Binding of thalidomide and its analogues, including avadomide, to cereblon, a substrate receptor of the Cullin 4 RING E3 ubiquitin ligase complex, resulted in proteasomal degradation of Ikaros [14]. In multiple myeloma cell lines, the degradation of Ikaros resulted in reduced c-Myc protein levels, resulting in decreased proliferative capacity [33]. In this study, avadomide caused Ikaros degradation both in parent cells and GR clones.

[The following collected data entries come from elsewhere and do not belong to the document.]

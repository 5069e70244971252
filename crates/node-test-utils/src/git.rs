//! Bare git remote fixtures.
//!
//! Remotes are local bare repositories with `main` as their initial branch,
//! seeded through a throwaway working copy.

use std::fs;
use std::path::{Path, PathBuf};

use git2::{Repository, RepositoryInitOptions};
use node_git::{GitCheckout, SourceControl};

use crate::archive::CONTENTS_FILE;
use crate::host::{DefinitionFile, FakeDefinition};

/// Create `{root}/{name}.git` with one commit on `main` holding `files`.
///
/// # Panics
/// Panics if any git operation fails.
pub fn seeded_remote(root: &Path, name: &str, files: &[(&str, &str)]) -> PathBuf {
    let remote = root.join(format!("{}.git", name));
    let mut bare = RepositoryInitOptions::new();
    bare.bare(true).initial_head("main");
    Repository::init_opts(&remote, &bare)
        .unwrap_or_else(|e| panic!("seeded_remote: failed to init bare remote: {e}"));

    let seed = root.join(format!("{}-seed", name));
    let mut opts = RepositoryInitOptions::new();
    opts.initial_head("main");
    let repo = Repository::init_opts(&seed, &opts)
        .unwrap_or_else(|e| panic!("seeded_remote: failed to init seed: {e}"));
    repo.remote("origin", &remote.to_string_lossy())
        .unwrap_or_else(|e| panic!("seeded_remote: failed to add origin: {e}"));

    for (path, content) in files {
        let full = seed.join(path);
        if let Some(parent) = full.parent() {
            fs::create_dir_all(parent).unwrap();
        }
        fs::write(&full, content).unwrap();
    }

    let checkout = GitCheckout::open(&seed).unwrap();
    checkout.add_all().unwrap();
    checkout.commit("Initial commit").unwrap();
    checkout
        .push(None, Some("main"), true)
        .unwrap_or_else(|e| panic!("seeded_remote: failed to push seed: {e}"));

    remote
}

/// Path and content of an expanded definition, for [`seeded_remote`].
///
/// `Sop` + `studio::box::1.0` lands at
/// `dcc/houdini/hda/Sop_studio.box.1.0.hda/contents.json`.
pub fn expanded_definition(type_name: &str, category: &str, content: &str) -> (String, String) {
    let path = format!(
        "dcc/houdini/hda/{}/{}",
        node_core::identity::expanded_name(category, type_name),
        CONTENTS_FILE
    );
    let file = DefinitionFile {
        definitions: vec![FakeDefinition::new(type_name, category, content)],
    };
    (path, file.to_json())
}

/// Sidecar content with the given baseline version.
pub fn sidecar(version: &str) -> String {
    format!("{{\"version\": \"{}\"}}\n", version)
}

/// Tag names in a bare remote.
pub fn remote_tags(remote: &Path) -> Vec<String> {
    let repo = Repository::open_bare(remote).unwrap();
    let mut tags: Vec<String> = repo
        .tag_names(None)
        .unwrap()
        .iter()
        .flatten()
        .map(str::to_string)
        .collect();
    tags.sort();
    tags
}

/// Tag the tip of `main` in a bare remote.
pub fn tag_remote(remote: &Path, tag: &str) {
    let repo = Repository::open_bare(remote).unwrap();
    let head = repo.revparse_single("refs/heads/main").unwrap();
    repo.tag_lightweight(tag, &head, false).unwrap();
}

pub fn remote_branch_exists(remote: &Path, branch: &str) -> bool {
    let repo = Repository::open_bare(remote).unwrap();
    repo.find_reference(&format!("refs/heads/{}", branch)).is_ok()
}

/// Number of parents of the commit `branch` points at.
pub fn branch_head_parents(remote: &Path, branch: &str) -> usize {
    let repo = Repository::open_bare(remote).unwrap();
    let reference = repo.find_reference(&format!("refs/heads/{}", branch)).unwrap();
    reference.peel_to_commit().unwrap().parent_count()
}

/// Content of `path` at the tip of `branch`, if the file exists there.
pub fn remote_file(remote: &Path, branch: &str, path: &str) -> Option<String> {
    let repo = Repository::open_bare(remote).unwrap();
    let reference = repo.find_reference(&format!("refs/heads/{}", branch)).ok()?;
    let tree = reference.peel_to_tree().ok()?;
    let entry = tree.get_path(Path::new(path)).ok()?;
    let blob = repo.find_blob(entry.id()).ok()?;
    Some(String::from_utf8_lossy(blob.content()).to_string())
}
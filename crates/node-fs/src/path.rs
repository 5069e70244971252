//! Normalized path handling for cross-platform compatibility

use std::path::{Path, PathBuf};

/// A path normalized to use forward slashes internally.
///
/// Definition files are matched to the repository that owns them by path
/// prefix, so every path the manager compares goes through this type first.
#[derive(Debug, Clone, PartialEq, Eq, Hash, PartialOrd, Ord)]
pub struct NormalizedPath {
    /// Internal representation always uses forward slashes
    inner: String,
}

impl NormalizedPath {
    /// Create a new NormalizedPath from any path-like input.
    ///
    /// Converts backslashes to forward slashes and strips trailing slashes
    /// (except for the root itself).
    pub fn new(path: impl AsRef<Path>) -> Self {
        let path_str = path.as_ref().to_string_lossy();
        let mut normalized = path_str.replace('\\', "/");
        while normalized.len() > 1 && normalized.ends_with('/') {
            normalized.pop();
        }
        Self { inner: normalized }
    }

    /// Resolve symlinks and relative components when the path exists.
    ///
    /// Falls back to the plain normalized form for paths that are not on
    /// disk yet.
    pub fn canonical(path: impl AsRef<Path>) -> Self {
        match dunce::canonicalize(path.as_ref()) {
            Ok(resolved) => Self::new(resolved),
            Err(_) => Self::new(path),
        }
    }

    /// Get the internal normalized string representation.
    pub fn as_str(&self) -> &str {
        &self.inner
    }

    /// Convert to a platform-native PathBuf for I/O operations.
    pub fn to_native(&self) -> PathBuf {
        PathBuf::from(&self.inner)
    }

    /// Join this path with a segment.
    pub fn join(&self, segment: &str) -> Self {
        let segment_normalized = segment.replace('\\', "/");
        let joined = if self.inner.ends_with('/') {
            format!("{}{}", self.inner, segment_normalized)
        } else {
            format!("{}/{}", self.inner, segment_normalized)
        };
        Self::new(joined)
    }

    /// Get the parent directory.
    pub fn parent(&self) -> Option<Self> {
        match self.inner.rfind('/') {
            Some(idx) if idx > 0 => Some(Self {
                inner: self.inner[..idx].to_string(),
            }),
            Some(0) if self.inner.len() > 1 => Some(Self {
                inner: "/".to_string(),
            }),
            _ => None,
        }
    }

    /// Get the file name component.
    pub fn file_name(&self) -> Option<&str> {
        self.inner.rsplit('/').next().filter(|name| !name.is_empty())
    }

    /// Get the extension if present.
    pub fn extension(&self) -> Option<&str> {
        self.file_name().and_then(|name| {
            let idx = name.rfind('.')?;
            if idx == 0 { None } else { Some(&name[idx + 1..]) }
        })
    }

    /// Whether `self` lives at or below `root`, compared component-wise.
    ///
    /// `/repos/tools` is not considered to contain `/repos/tools-extra`.
    pub fn starts_with(&self, root: &NormalizedPath) -> bool {
        if root.inner == "/" {
            return self.inner.starts_with('/');
        }
        match self.inner.strip_prefix(&root.inner) {
            Some(rest) => rest.is_empty() || rest.starts_with('/'),
            None => false,
        }
    }

    /// Check if this path exists on the filesystem.
    pub fn exists(&self) -> bool {
        self.to_native().exists()
    }

    /// Check if this is a directory.
    pub fn is_dir(&self) -> bool {
        self.to_native().is_dir()
    }

    /// Check if this is a file.
    pub fn is_file(&self) -> bool {
        self.to_native().is_file()
    }
}

impl AsRef<Path> for NormalizedPath {
    fn as_ref(&self) -> &Path {
        Path::new(&self.inner)
    }
}

impl std::fmt::Display for NormalizedPath {
    fn fmt(&self, f: &mut std::fmt::Formatter<'_>) -> std::fmt::Result {
        write!(f, "{}", self.inner)
    }
}

impl From<&str> for NormalizedPath {
    fn from(s: &str) -> Self {
        Self::new(s)
    }
}

impl From<String> for NormalizedPath {
    fn from(s: String) -> Self {
        Self::new(s)
    }
}

impl From<PathBuf> for NormalizedPath {
    fn from(p: PathBuf) -> Self {
        Self::new(p)
    }
}

impl From<&Path> for NormalizedPath {
    fn from(p: &Path) -> Self {
        Self::new(p)
    }
}
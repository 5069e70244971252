//! Plugin contract
//!
//! The pipeline has four roles. Each role is a trait; the implementation used
//! for a role is picked by name from a [`PluginRegistry`] at startup.
//!
//! - [`Discover`] turns the configured locations into [`Repository`] values
//! - [`Load`] makes a repository's definitions available locally
//! - [`Edit`] makes a definition editable
//! - [`Release`] publishes an edited definition back into a repository

mod discover;
mod edit;
mod load;
mod registry;
mod release;

pub use discover::DefaultDiscover;
pub use edit::DefaultEdit;
pub use load::{DefaultLoad, EXPANDED_SUBDIR, GitLoad, PackageLoad};
pub use registry::PluginRegistry;
pub use release::{DefaultRelease, GitRelease, PackageRelease};

use std::collections::BTreeMap;
use std::fmt;
use std::sync::Arc;

use node_fs::NormalizedPath;

use crate::Result;
use crate::context::ManagerContext;
use crate::repository::{Repository, RepositoryContext, RepositorySet};
use crate::version::{Bump, Version};

/// The four pipeline roles.
#[derive(Debug, Clone, Copy, PartialEq, Eq, Hash)]
pub enum PluginRole {
    Discover,
    Load,
    Edit,
    Release,
}

impl fmt::Display for PluginRole {
    fn fmt(&self, f: &mut fmt::Formatter<'_>) -> fmt::Result {
        match self {
            Self::Discover => write!(f, "discover"),
            Self::Load => write!(f, "load"),
            Self::Edit => write!(f, "edit"),
            Self::Release => write!(f, "release"),
        }
    }
}

/// Builds one repository per configured location.
pub trait Discover: Send + Sync {
    fn name(&self) -> &str;

    /// Repositories keyed by name. `loader` is handed to every repository.
    fn discover(
        &self,
        ctx: &ManagerContext,
        loader: Arc<dyn Load>,
    ) -> Result<BTreeMap<String, Repository>>;
}

/// Makes a repository's definitions available on disk.
pub trait Load: Send + Sync {
    fn name(&self) -> &str;

    /// Work out the directory layout of the repository at `location`.
    fn resolve(&self, ctx: &ManagerContext, location: &str) -> Result<RepositoryContext>;

    /// Fetch or build the definitions, returning their files in load order.
    fn load(&self, ctx: &ManagerContext, repo: &RepositoryContext) -> Result<Vec<NormalizedPath>>;
}

/// Result of making a definition editable.
#[derive(Debug, Clone, PartialEq, Eq)]
pub enum EditOutcome {
    /// The definition was edited where it lives
    InPlace { type_name: String },
    /// An editable copy was written to the edit directory
    Copied {
        path: NormalizedPath,
        type_name: String,
    },
    /// The user declined to continue
    Cancelled,
}

/// Makes a node's definition editable.
pub trait Edit: Send + Sync {
    fn name(&self) -> &str;

    fn edit_definition(
        &self,
        ctx: &ManagerContext,
        repos: &mut RepositorySet,
        node: &str,
        bump: Option<Bump>,
    ) -> Result<EditOutcome>;
}

/// Result of publishing a definition.
#[derive(Debug, Clone, PartialEq, Eq)]
pub enum ReleaseOutcome {
    Released {
        version: Version,
        /// Release branch, for source-controlled repositories
        branch: Option<String>,
        /// Where the released definition now lives
        path: NormalizedPath,
    },
    /// Nothing differed from what the repository already holds
    NoChanges,
    /// Validation failed; nothing was touched
    Rejected { problems: Vec<String> },
    /// The user declined to continue
    Cancelled,
}

impl ReleaseOutcome {
    pub fn is_released(&self) -> bool {
        matches!(self, Self::Released { .. })
    }
}

/// Publishes a node's definition into a repository.
pub trait Release: Send + Sync {
    fn name(&self) -> &str;

    fn release(
        &self,
        ctx: &ManagerContext,
        repos: &mut RepositorySet,
        node: &str,
        comment: Option<&str>,
    ) -> Result<ReleaseOutcome>;
}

In the in vivo experiment, a xenograft mouse model demonstrated the safety and efficacy of avadomide treatment. Although the viable area in the tissue stained with H&E was observed to be significantly narrow in the avadomide therapy group, notably in the MiaPaCa2-GRs, there was no significant difference in tumor weight. Thus, avadomide was shown to change chemosensitivity through various mechanisms, especially in MiaPaCa2-GRs, and might improve progression-free survival after the incidence of gemcitabine resistance.

In conclusion, the current study demonstrated that avadomide induced apoptosis via NF-κB process inhibition and G1 phase cell cycle arrest. Avadomide could be a novel option for chemotherapy in PDAC, especially in GR patients.